**What you need to do**: Reproduce the data below line by line, from its first line to the line with "let messages = config.message_list()?;", both included, and nothing past that point.

**Data provided**:

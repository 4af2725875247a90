//! Vitrine preview - plays the page sequence in a terminal.
//!
//! Usage: `vitrine-preview [CONFIG]`. Without a path the user config file is
//! loaded, or created with defaults. `VITRINE_LOG_DIR` moves the log files.

mod command;
mod error;
mod logging;
mod preview;
mod terminal;

use std::path::Path;
use std::process::ExitCode;

use error::Result;
use logging::LoggingConfig;
use terminal::TerminalView;
use tokio::io::{AsyncBufReadExt, BufReader};
use tracing::{error, info};
use vitrine_core::{CarouselDriver, MemorySessionStore, VitrineConfig, session_started};

#[tokio::main]
async fn main() -> ExitCode {
    match run().await {
        Ok(()) => ExitCode::SUCCESS,
        Err(e) => {
            error!("Preview failed: {}", e);
            eprintln!("vitrine-preview: {e}");
            ExitCode::FAILURE
        }
    }
}

async fn run() -> Result<()> {
    let mut log_config = LoggingConfig::auto();
    if let Some(dir) = std::env::var_os("VITRINE_LOG_DIR") {
        log_config = log_config.with_log_directory(dir.into());
    }
    let _logging = logging::init(&log_config)?;
    info!("Starting Vitrine preview");

    let config = match std::env::args_os().nth(1) {
        Some(path) => VitrineConfig::load_from(Path::new(&path))?,
        None => VitrineConfig::load()?,
    };
    let messages = config.message_list()?;
    info!(messages = messages.len(), "Configuration ready");

    let mut stdout = std::io::stdout();
    let mut input = BufReader::new(tokio::io::stdin()).lines();
    let mut session = MemorySessionStore::new();

    if !session_started(&session) {
        let mut progress =
            preview::run_splash(&config.splash, &mut rand::thread_rng(), &mut stdout).await?;
        if input.next_line().await?.is_none() {
            info!("Input closed before start");
            return Ok(());
        }
        preview::enter(&mut progress, &mut session, &config.splash, &mut stdout).await?;
    }

    let driver =
        CarouselDriver::with_timings(messages, TerminalView::new(std::io::stdout()), &config.timings);
    preview::run_carousel(
        &driver,
        config.timings.intro_delay(),
        &mut input,
        &mut stdout,
    )
    .await?;

    info!("Preview finished");
    Ok(())
}
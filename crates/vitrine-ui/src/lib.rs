//! `Vitrine` UI - Leptos-based user interface.
//!
//! This crate provides the frontend screens for the `Vitrine` page sequence:
//! splash, hub and message carousel.

// Component files tend to be large by nature - they contain view logic
#![allow(clippy::too_many_lines)]
// Pass by value suggestions for small types like bool - not always clearer
#![allow(clippy::trivially_copy_pass_by_ref)]

pub mod app;
pub mod components;
pub mod storage;
pub mod theme;

pub use app::{App, Screen};
//! Statistic count-up for the hub sidebar.
//!
//! Each statistic is shown as text (`"1.250"`, `"87%"`, `"∞"`). When the
//! sidebar opens, numeric ones reset to zero and count back up to their
//! original text, staggered by position.

use std::time::Duration;

use serde::{Deserialize, Serialize};

/// Timing of the count-up animation.
#[derive(Debug, Clone, Copy, Serialize, Deserialize, PartialEq, Eq)]
pub struct StatsConfig {
    /// Length of one count-up, in milliseconds.
    #[serde(default = "default_duration_ms")]
    pub duration_ms: u64,
    /// Delay between the starts of consecutive statistics, in milliseconds.
    #[serde(default = "default_stagger_ms")]
    pub stagger_ms: u64,
}

const fn default_duration_ms() -> u64 {
    4000
}

const fn default_stagger_ms() -> u64 {
    100
}

impl Default for StatsConfig {
    fn default() -> Self {
        Self {
            duration_ms: default_duration_ms(),
            stagger_ms: default_stagger_ms(),
        }
    }
}

impl StatsConfig {
    /// Count-up length as a [`Duration`].
    #[must_use]
    pub const fn duration(&self) -> Duration {
        Duration::from_millis(self.duration_ms)
    }

    /// Delay before statistic number `index` starts counting.
    #[must_use]
    pub fn start_delay(&self, index: usize) -> Duration {
        let index = u32::try_from(index).unwrap_or(u32::MAX);
        Duration::from_millis(self.stagger_ms).saturating_mul(index)
    }
}

/// A statistic that can be animated.
#[derive(Debug, Clone, PartialEq, Eq)]
pub struct StatValue {
    original: String,
    target: i64,
    percent: bool,
}

impl StatValue {
    /// Parse the displayed text of a statistic.
    ///
    /// Thousands separators (`.` and `,`) and `%` are ignored, then the
    /// leading integer is read. Returns `None` for texts with no leading
    /// number, including `"∞"`.
    #[must_use]
    pub fn parse(text: &str) -> Option<Self> {
        if text == "∞" {
            return None;
        }

        let cleaned: String = text
            .chars()
            .filter(|c| !matches!(c, '.' | ',' | '%'))
            .collect();
        let target = leading_integer(cleaned.trim_start())?;

        Some(Self {
            original: text.to_string(),
            target,
            percent: text.contains('%'),
        })
    }

    /// The text the statistic had before animating.
    #[must_use]
    pub fn original(&self) -> &str {
        &self.original
    }

    /// Final numeric value.
    #[must_use]
    pub const fn target(&self) -> i64 {
        self.target
    }

    /// Whether the value is shown as a percentage.
    #[must_use]
    pub const fn is_percent(&self) -> bool {
        self.percent
    }

    /// Text shown right before counting starts.
    #[must_use]
    pub const fn zero_label(&self) -> &'static str {
        if self.percent { "0%" } else { "0" }
    }

    /// Text to show `elapsed` into a count-up lasting `duration`.
    ///
    /// Progress is linear. Once the count-up is over, the original text is
    /// returned verbatim.
    #[must_use]
    pub fn label_at(&self, elapsed: Duration, duration: Duration) -> String {
        if self.is_finished(elapsed, duration) {
            return self.original.clone();
        }

        let progress = elapsed.as_secs_f64() / duration.as_secs_f64();
        let value = (self.target as f64 * progress).floor() as i64;
        if self.percent {
            format!("{value}%")
        } else {
            format_pt_br(value)
        }
    }

    /// Whether a count-up lasting `duration` is over after `elapsed`.
    #[must_use]
    pub fn is_finished(&self, elapsed: Duration, duration: Duration) -> bool {
        elapsed >= duration
    }
}

/// Parse an optional sign followed by ASCII digits, ignoring whatever follows.
fn leading_integer(text: &str) -> Option<i64> {
    let (negative, digits) = match text.as_bytes().first() {
        Some(b'-') => (true, &text[1..]),
        Some(b'+') => (false, &text[1..]),
        _ => (false, text),
    };
    let end = digits
        .find(|c: char| !c.is_ascii_digit())
        .unwrap_or(digits.len());
    if end == 0 {
        return None;
    }
    let value: i64 = digits[..end].parse().ok()?;
    Some(if negative { -value } else { value })
}

/// Format an integer with Brazilian thousands separators (`1.234.567`).
#[must_use]
pub fn format_pt_br(value: i64) -> String {
    let digits = value.unsigned_abs().to_string();
    let mut grouped = String::with_capacity(digits.len() + digits.len() / 3 + 1);
    if value < 0 {
        grouped.push('-');
    }
    for (i, digit) in digits.chars().enumerate() {
        if i > 0 && (digits.len() - i) % 3 == 0 {
            grouped.push('.');
        }
        grouped.push(digit);
    }
    grouped
}

#[cfg(test)]
mod tests {
    use super::*;

    #[test]
    fn test_parse_plain_and_grouped_numbers() {
        let stat = StatValue::parse("42").expect("numeric");
        assert_eq!(stat.target(), 42);
        assert!(!stat.is_percent());

        assert_eq!(StatValue::parse("1.000").map(|s| s.target()), Some(1000));
        assert_eq!(StatValue::parse("1,000").map(|s| s.target()), Some(1000));
        assert_eq!(
            StatValue::parse("12.345.678").map(|s| s.target()),
            Some(12_345_678)
        );
    }

    #[test]
    fn test_parse_percent() {
        let stat = StatValue::parse("87%").expect("numeric");
        assert_eq!(stat.target(), 87);
        assert!(stat.is_percent());
        assert_eq!(stat.zero_label(), "0%");
    }

    #[test]
    fn test_parse_reads_leading_number_only() {
        assert_eq!(StatValue::parse("365 dias").map(|s| s.target()), Some(365));
        assert_eq!(StatValue::parse("  7x").map(|s| s.target()), Some(7));
        assert_eq!(StatValue::parse("-3").map(|s| s.target()), Some(-3));
    }

    #[test]
    fn test_parse_rejects_non_numeric() {
        assert!(StatValue::parse("∞").is_none());
        assert!(StatValue::parse("muitos").is_none());
        assert!(StatValue::parse("").is_none());
        assert!(StatValue::parse("%").is_none());
    }

    #[test]
    fn test_label_counts_up_linearly() {
        let stat = StatValue::parse("1.000").expect("numeric");
        let duration = Duration::from_millis(4000);

        assert_eq!(stat.label_at(Duration::ZERO, duration), "0");
        assert_eq!(stat.label_at(Duration::from_millis(1000), duration), "250");
        assert_eq!(stat.label_at(Duration::from_millis(3000), duration), "750");
        assert_eq!(stat.label_at(duration, duration), "1.000");
    }

    #[test]
    fn test_label_returns_original_text_when_done() {
        let stat = StatValue::parse("1,500").expect("numeric");
        let duration = Duration::from_millis(100);
        // Original formatting wins over pt-BR at the end.
        assert_eq!(stat.label_at(Duration::from_secs(10), duration), "1,500");
        assert!(stat.is_finished(Duration::from_secs(10), duration));
    }

    #[test]
    fn test_label_percent() {
        let stat = StatValue::parse("80%").expect("numeric");
        let duration = Duration::from_millis(1000);
        assert_eq!(stat.label_at(Duration::from_millis(500), duration), "40%");
        assert_eq!(stat.label_at(duration, duration), "80%");
    }

    #[test]
    fn test_zero_duration_finishes_immediately() {
        let stat = StatValue::parse("12").expect("numeric");
        assert_eq!(stat.label_at(Duration::ZERO, Duration::ZERO), "12");
    }

    #[test]
    fn test_format_pt_br() {
        assert_eq!(format_pt_br(0), "0");
        assert_eq!(format_pt_br(999), "999");
        assert_eq!(format_pt_br(1000), "1.000");
        assert_eq!(format_pt_br(1_234_567), "1.234.567");
        assert_eq!(format_pt_br(-12_500), "-12.500");
    }

    #[test]
    fn test_start_delay_staggers_by_index() {
        let config = StatsConfig::default();
        assert_eq!(config.start_delay(0), Duration::ZERO);
        assert_eq!(config.start_delay(3), Duration::from_millis(300));
        assert_eq!(config.duration(), Duration::from_millis(4000));
    }
}
//! Session-scoped flags.
//!
//! The splash screen records that the visitor pressed start. The write is
//! best-effort: a storage failure is logged and never blocks the page.

use std::collections::HashMap;

use tracing::{debug, warn};

use crate::error::Result;

/// Key set once the visitor has left the splash screen.
pub const SESSION_STARTED_KEY: &str = "session_started";

/// Storage for boolean session flags.
#[cfg_attr(test, mockall::automock)]
pub trait SessionStore {
    /// Store `value` under `key`.
    fn set_flag(&mut self, key: &str, value: bool) -> Result<()>;

    /// Read the flag under `key`, `None` if never set.
    fn get_flag(&self, key: &str) -> Result<Option<bool>>;
}

/// In-memory [`SessionStore`], lost with the process.
#[derive(Debug, Clone, Default)]
pub struct MemorySessionStore {
    flags: HashMap<String, bool>,
}

impl MemorySessionStore {
    /// Create an empty store.
    #[must_use]
    pub fn new() -> Self {
        Self::default()
    }
}

impl SessionStore for MemorySessionStore {
    fn set_flag(&mut self, key: &str, value: bool) -> Result<()> {
        self.flags.insert(key.to_string(), value);
        Ok(())
    }

    fn get_flag(&self, key: &str) -> Result<Option<bool>> {
        Ok(self.flags.get(key).copied())
    }
}

/// Record that the session started.
///
/// Returns whether the flag was written. Failures are logged at `warn`.
pub fn mark_session_started<S: SessionStore + ?Sized>(store: &mut S) -> bool {
    match store.set_flag(SESSION_STARTED_KEY, true) {
        Ok(()) => {
            debug!("Session marked as started");
            true
        }
        Err(e) => {
            warn!("Storage warning: {}", e);
            false
        }
    }
}

/// Whether the session was marked as started. Unreadable storage counts as no.
pub fn session_started<S: SessionStore + ?Sized>(store: &S) -> bool {
    match store.get_flag(SESSION_STARTED_KEY) {
        Ok(flag) => flag.unwrap_or(false),
        Err(e) => {
            warn!("Storage warning: {}", e);
            false
        }
    }
}
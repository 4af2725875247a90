//! Error types for Vitrine core operations.

use std::path::PathBuf;
use thiserror::Error;

/// Result type alias using the crate's Error type.
pub type Result<T> = std::result::Result<T, Error>;

/// Errors that can occur in Vitrine core operations.
///
/// Carousel navigation never fails: out-of-range requests are ignored, so
/// nothing here describes a navigation error.
#[derive(Debug, Error)]
pub enum Error {
    /// A carousel needs at least one message.
    #[error("Message list is empty")]
    EmptyMessageList,

    /// Session storage rejected a read or write.
    #[error("Session storage error: {0}")]
    Storage(String),

    /// Configuration error.
    #[error("Configuration error: {0}")]
    Configuration(String),

    /// File system operation failed.
    #[error("File system error at {path}: {message}")]
    FileSystem {
        /// Path where the error occurred.
        path: PathBuf,
        /// Error message.
        message: String,
    },

    /// IO error wrapper.
    #[error("IO error: {0}")]
    Io(#[from] std::io::Error),

    /// Serialization error.
    #[error("Serialization error: {0}")]
    Serialization(#[from] serde_json::Error),
}

impl Error {
    /// Build a [`Error::FileSystem`] from a path and any displayable cause.
    pub fn file_system(path: impl Into<PathBuf>, cause: impl std::fmt::Display) -> Self {
        Self::FileSystem {
            path: path.into(),
            message: cause.to_string(),
        }
    }
}
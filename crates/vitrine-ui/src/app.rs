//! Main application component.

use gloo_timers::future::TimeoutFuture;
use leptos::prelude::*;
use leptos::task::spawn_local;
use vitrine_core::{VitrineConfig, session_started};

use crate::components::{HubPage, MessageCarousel, SplashScreen};
use crate::storage::BrowserSessionStore;
use crate::theme::generate_css_variables;

/// The screens of the page sequence.
#[derive(Debug, Clone, Copy, PartialEq, Eq)]
pub enum Screen {
    /// Loading bar and start button.
    Splash,
    /// Sidebar, statistics and the entry to the messages.
    Hub,
    /// Message carousel.
    Messages,
}

/// Screen switching behind a vignette.
#[derive(Clone, Copy)]
pub struct NavigationContext {
    /// Screen currently mounted.
    pub screen: ReadSignal<Screen>,
    set_screen: WriteSignal<Screen>,
    /// Whether the vignette covers the page.
    pub vignette: ReadSignal<bool>,
    set_vignette: WriteSignal<bool>,
}

impl NavigationContext {
    /// Cover the current screen, then mount `screen` after `delay_ms`.
    pub fn leave_to(&self, screen: Screen, delay_ms: u64) {
        let set_screen = self.set_screen;
        self.set_vignette.set(true);
        spawn_local(async move {
            TimeoutFuture::new(millis(delay_ms)).await;
            set_screen.set(screen);
        });
    }

    /// Fade the vignette out after `delay_ms`. Called by each screen on mount.
    pub fn reveal(&self, delay_ms: u64) {
        let set_vignette = self.set_vignette;
        spawn_local(async move {
            TimeoutFuture::new(millis(delay_ms)).await;
            set_vignette.set(false);
        });
    }
}

/// Clamp a millisecond count to what browser timers accept.
pub fn millis(ms: u64) -> u32 {
    u32::try_from(ms).unwrap_or(u32::MAX)
}

/// Configuration provided by [`App`], or defaults outside of it.
pub fn use_config() -> VitrineConfig {
    use_context::<VitrineConfig>().unwrap_or_default()
}

/// Hook to access the navigation context.
///
/// # Panics
/// Panics if called outside of [`App`].
pub fn use_navigation() -> NavigationContext {
    expect_context::<NavigationContext>()
}

/// Main application component.
#[component]

pub fn App() -> impl IntoView {
    let config = VitrineConfig::default();
    let css_vars = generate_css_variables(&config.timings, &config.splash);

    // A reload within the same tab skips the splash screen.
    let initial = if session_started(&BrowserSessionStore) {
        leptos::logging::log!("Session already started, opening hub");
        Screen::Hub
    } else {
        Screen::Splash
    };

    let (screen, set_screen) = signal(initial);
    let (vignette, set_vignette) = signal(true);

    provide_context(config);
    provide_context(NavigationContext {
        screen,
        set_screen,
        vignette,
        set_vignette,
    });

    view! {
        <style>{css_vars}</style>
        <style>{include_str!("../styles/main.css")}</style>
        <div
            id="vignette-overlay"
            class="vignette"
            class:vignette-active=move || vignette.get()
        ></div>
        {move || match screen.get() {
            Screen::Splash => view! { <SplashScreen /> }.into_any(),
            Screen::Hub => view! { <HubPage /> }.into_any(),
            Screen::Messages => view! { <MessageCarousel /> }.into_any(),
        }}
    }
}
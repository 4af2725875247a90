//! Integration tests for the message carousel.
//!
//! These walk the controller through the navigation scenarios a visitor can
//! produce with the previous/next buttons and the indicator dots, checking
//! what the view ends up showing after every step.

use vitrine_core::{CarouselController, CarouselView, MessageList, Position, VitrineConfig};

/// View that keeps only the latest rendered state, like the DOM does.
#[derive(Debug, Default)]
struct PageView {
    text: Option<String>,
    transitioning: bool,
    position: Option<Position>,
    renders: usize,
}

impl PageView {
    fn previous_disabled(&self) -> bool {
        self.position.is_some_and(|p| p.previous_disabled())
    }

    fn next_disabled(&self) -> bool {
        self.position.is_some_and(|p| p.next_disabled())
    }
}

impl CarouselView for PageView {
    fn begin_transition(&mut self) {
        self.transitioning = true;
    }

    fn show_message(&mut self, message: &str) {
        self.text = Some(message.to_string());
        self.renders += 1;
    }

    fn end_transition(&mut self) {
        self.transitioning = false;
    }

    fn update_position(&mut self, position: Position) {
        self.position = Some(position);
    }
}

/// Show the controller's debug logs when a scenario fails.
fn init_tracing() {
    let _ = tracing_subscriber::fmt()
        .with_test_writer()
        .with_env_filter("vitrine_core=debug")
        .try_init();
}

fn carousel(messages: &[&str]) -> CarouselController<PageView> {
    init_tracing();
    let list = MessageList::new(messages.iter().copied()).expect("non-empty");
    CarouselController::new(list, PageView::default())
}

/// Navigate and let the settle timer fire.
fn settle(
    carousel: &mut CarouselController<PageView>,
    navigate: impl FnOnce(&mut CarouselController<PageView>) -> Option<vitrine_core::Transition>,
) -> bool {
    match navigate(carousel) {
        Some(transition) => {
            assert!(carousel.view().transitioning, "exit animation started");
            carousel.complete(transition)
        }
        None => false,
    }
}

#[test]
fn test_next_through_three_messages() {
    let mut carousel = carousel(&["A", "B", "C"]);
    carousel.show_initial();
    assert_eq!(carousel.view().text.as_deref(), Some("A"));
    assert!(carousel.view().previous_disabled());
    assert!(!carousel.view().next_disabled());

    assert!(settle(&mut carousel, CarouselController::next));
    assert_eq!(carousel.current_index(), 1);
    assert_eq!(carousel.view().text.as_deref(), Some("B"));
    assert!(!carousel.view().previous_disabled());
    assert!(!carousel.view().next_disabled());

    assert!(settle(&mut carousel, CarouselController::next));
    assert_eq!(carousel.current_index(), 2);
    assert_eq!(carousel.view().text.as_deref(), Some("C"));
    assert!(carousel.view().next_disabled());

    assert!(!settle(&mut carousel, CarouselController::next));
    assert_eq!(carousel.current_index(), 2);
    assert_eq!(carousel.view().renders, 3);
}

#[test]
fn test_dot_click_out_of_range_keeps_index() {
    let mut carousel = carousel(&["A", "B", "C"]);
    carousel.show_initial();
    assert!(settle(&mut carousel, |c| c.go_to(1)));

    assert!(!settle(&mut carousel, |c| c.go_to(5)));
    assert_eq!(carousel.current_index(), 1);
    assert_eq!(carousel.view().text.as_deref(), Some("B"));
    assert!(!carousel.view().transitioning);
}

#[test]
fn test_button_rule_holds_after_every_navigation() {
    let mut carousel = carousel(&["1", "2", "3", "4"]);
    let jumps = [3, 0, 2, 1, 3, 3, 0];
    for target in jumps {
        assert!(settle(&mut carousel, |c| c.go_to(target)));
        let position = carousel.view().position.expect("rendered");
        assert_eq!(position.index, target);
        assert_eq!(carousel.view().previous_disabled(), target == 0);
        assert_eq!(carousel.view().next_disabled(), target == 3);
    }
}

#[test]
fn test_previous_back_to_start() {
    let mut carousel = carousel(&["A", "B", "C"]);
    assert!(settle(&mut carousel, |c| c.go_to(2)));
    assert!(settle(&mut carousel, CarouselController::previous));
    assert!(settle(&mut carousel, CarouselController::previous));
    assert_eq!(carousel.current_index(), 0);
    assert!(carousel.view().previous_disabled());
    assert!(!settle(&mut carousel, CarouselController::previous));
}

#[test]
fn test_rapid_clicks_converge_on_last_request() {
    let mut carousel = carousel(&["A", "B", "C"]);
    carousel.show_initial();

    let to_b = carousel.next().expect("0 -> 1");
    let to_c = carousel.next().expect("1 -> 2");
    let back_to_a = carousel.go_to(0).expect("dot 0");

    // Timers fire in the order they were armed.
    assert!(!carousel.complete(to_b));
    assert!(!carousel.complete(to_c));
    assert!(carousel.complete(back_to_a));

    assert_eq!(carousel.current_index(), 0);
    assert_eq!(carousel.view().text.as_deref(), Some("A"));
    assert_eq!(carousel.view().position.map(|p| p.index), Some(0));
    assert!(!carousel.view().transitioning);
    // Initial render plus the one settled navigation.
    assert_eq!(carousel.view().renders, 2);
}

#[test]
fn test_default_config_messages_drive_carousel() {
    let config = VitrineConfig::default();
    let list = config.message_list().expect("defaults are non-empty");
    let mut carousel = CarouselController::new(list, PageView::default());
    carousel.show_initial();

    while settle(&mut carousel, CarouselController::next) {}
    assert_eq!(carousel.current_index(), config.messages.len() - 1);
    assert_eq!(
        carousel.view().text.as_deref(),
        config.messages.last().map(String::as_str)
    );
}
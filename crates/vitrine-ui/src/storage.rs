//! Browser binding for session flags.

use gloo_storage::errors::StorageError;
use gloo_storage::{SessionStorage, Storage};
use vitrine_core::{Error, Result, SessionStore};

/// [`SessionStore`] backed by `window.sessionStorage`.
///
/// Values are stored as JSON, so the flag reads back as `true`.
#[derive(Debug, Clone, Copy, Default)]
pub struct BrowserSessionStore;

impl SessionStore for BrowserSessionStore {
    fn set_flag(&mut self, key: &str, value: bool) -> Result<()> {
        SessionStorage::set(key, value).map_err(|e| Error::Storage(e.to_string()))
    }

    fn get_flag(&self, key: &str) -> Result<Option<bool>> {
        match SessionStorage::get::<bool>(key) {
            Ok(value) => Ok(Some(value)),
            Err(StorageError::KeyNotFound(_)) => Ok(None),
            Err(e) => Err(Error::Storage(e.to_string())),
        }
    }
}
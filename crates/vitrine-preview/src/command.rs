//! Keyboard commands accepted by the carousel prompt.

/// One line typed at the carousel prompt.
#[derive(Debug, Clone, Copy, PartialEq, Eq)]
pub enum Command {
    /// Move to the following message.
    Next,
    /// Move to the preceding message.
    Previous,
    /// Jump to a message by its 1-based number, as shown on the dots.
    Jump(usize),
    /// Leave the preview.
    Quit,
}

impl Command {
    /// Parse a prompt line. Returns `None` for anything unrecognized.
    #[must_use]
    pub fn parse(line: &str) -> Option<Self> {
        let line = line.trim();
        match line.to_ascii_lowercase().as_str() {
            "n" | "next" | ">" => Some(Self::Next),
            "p" | "prev" | "previous" | "<" => Some(Self::Previous),
            "q" | "quit" | "exit" => Some(Self::Quit),
            _ => line.parse().ok().map(Self::Jump),
        }
    }

    /// Zero-based carousel index for a jump. `0` has no message.
    #[must_use]
    pub const fn jump_index(number: usize) -> Option<usize> {
        number.checked_sub(1)
    }
}

/// Help line printed for unknown input.
pub const HELP: &str = "comandos: n (próxima), p (anterior), 1..N (ir para), q (sair)";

**Response to the exercise**:
repository 4af2725875247a90
//! Vitrine preview - plays the page sequence in a terminal.
//!
//! Usage: `vitrine-preview [CONFIG]`. Without a path the user config file is
//! loaded, or created with defaults. `VITRINE_LOG_DIR` moves the log files.

mod command;
mod error;
mod logging;
mod preview;
mod terminal;

use std::path::Path;
use std::process::ExitCode;

use error::Result;
use logging::LoggingConfig;
use terminal::TerminalView;
use tokio::io::{AsyncBufReadExt, BufReader};
use tracing::{error, info};
use vitrine_core::{CarouselDriver, MemorySessionStore, VitrineConfig, session_started};

#[tokio::main]
async fn main() -> ExitCode {
    match run().await {
        Ok(()) => ExitCode::SUCCESS,
        Err(e) => {
            error!("Preview failed: {}", e);
            eprintln!("vitrine-preview: {e}");
            ExitCode::FAILURE
        }
    }
}

async fn run() -> Result<()> {
    let mut log_config = LoggingConfig::auto();
    if let Some(dir) = std::env::var_os("VITRINE_LOG_DIR") {
        log_config = log_config.with_log_directory(dir.into());
    }
    let _logging = logging::init(&log_config)?;
    info!("Starting Vitrine preview");

    let config = match std::env::args_os().nth(1) {
        Some(path) => VitrineConfig::load_from(Path::new(&path))?,
        None => VitrineConfig::load()?,
    };
    let messages = config.message_list()?;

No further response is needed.